A trusted source I read online for emarketing and WOM thought leadership had a brief post entitled "Another Brilliant Woman Enters the Blogosphere". Awesome, I thought! I'd like to read more from women in Marketing & Technology. And I like smart people (I can then quote them and sound smart myself). I immediately clicked on the link and today's entry happens to be about her sinus infection.
This is terrible. I was pre-disposed to liking this blogger. She came highly recommended. And after reading a few posts, she has a great review and insightful commentary on Tim Sanders' 'Love is the Killer App - How to Win Business and Influence Friends'. But I'm having a hard time getting past the sinus infection. As likely would people who came to my blog looking for emarketing info and received as their initial impression of me my She-Blogger post.
If you've ever written an embarrassing post, or one that was slightly off-topic, the above will sound familiar. Your regular readers are likely to forgive excesses, but is that really the way you want to start the conversation with a new reader whom you might even want to do business with? Yeah. Exactly. But even if you never write anything that isn't your best, there are a host of great reasons to implement this hack. Here's Seth Godin on what a Landing page can do for you:
A landing page (in fact, every page) can only cause one of five actions:
- Get a visitor to click (to go to another page, on your site or someone else's)
- Get a visitor to buy
- Get a visitor to give permission for you to follow up (by email, phone, etc.). This includes registration of course.

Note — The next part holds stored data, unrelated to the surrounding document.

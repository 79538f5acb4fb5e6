use super::{append_text, extract_generic, Accumulate};
use crate::parser::model::Revelation;
use crate::parser::patterns::Patterns;

pub fn extract(patterns: &Patterns, lines: &[String]) -> Vec<Revelation> {
    extract_generic(patterns, lines, |p, title, description| {
        let when = timing_hint(p, &description);
        Revelation {
            title,
            description,
            when,
        }
    })
}

/// `when|timing|act <text>` up to the next period.
pub fn timing_hint(patterns: &Patterns, description: &str) -> Option<String> {
    patterns
        .revelation_when
        .captures(description)
        .map(|c| c[1].trim().to_string())
        .filter(|w| !w.is_empty())
}

impl Accumulate for Revelation {
    fn continue_with(&mut self, _: &Patterns, line: &str) {
        append_text(&mut self.description, line);
    }
}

- Get a visitor to tell a friend
- (and the more subtle) Get a visitor to learn something, which could even include posting a comment or giving you some sort of feedback
I would add that there is one more action that a landing page can cause… If it isn't what someone is looking for, they're going to close the page and move on elsewhere! To avoid that outcome, read the rest of Seth's post here, in which he offers some very good advice on things to consider when creating your landing page.
- What are the goals of your blog? What outcomes do you want of a reader visiting your blog (one or more of the above - or others)?
- What pages do most bloggers enter your blog on (most statistics packages will tell you this)?
- Are these landing pages optimized for your goals?
- If not how can you either change what appears on these landing pages to help you achieve your goals OR how can you get readers to land on other pages that have a better chance of converting?
The next obvious step is using navigation tabs at the top of the page to bring all your blogs into one space.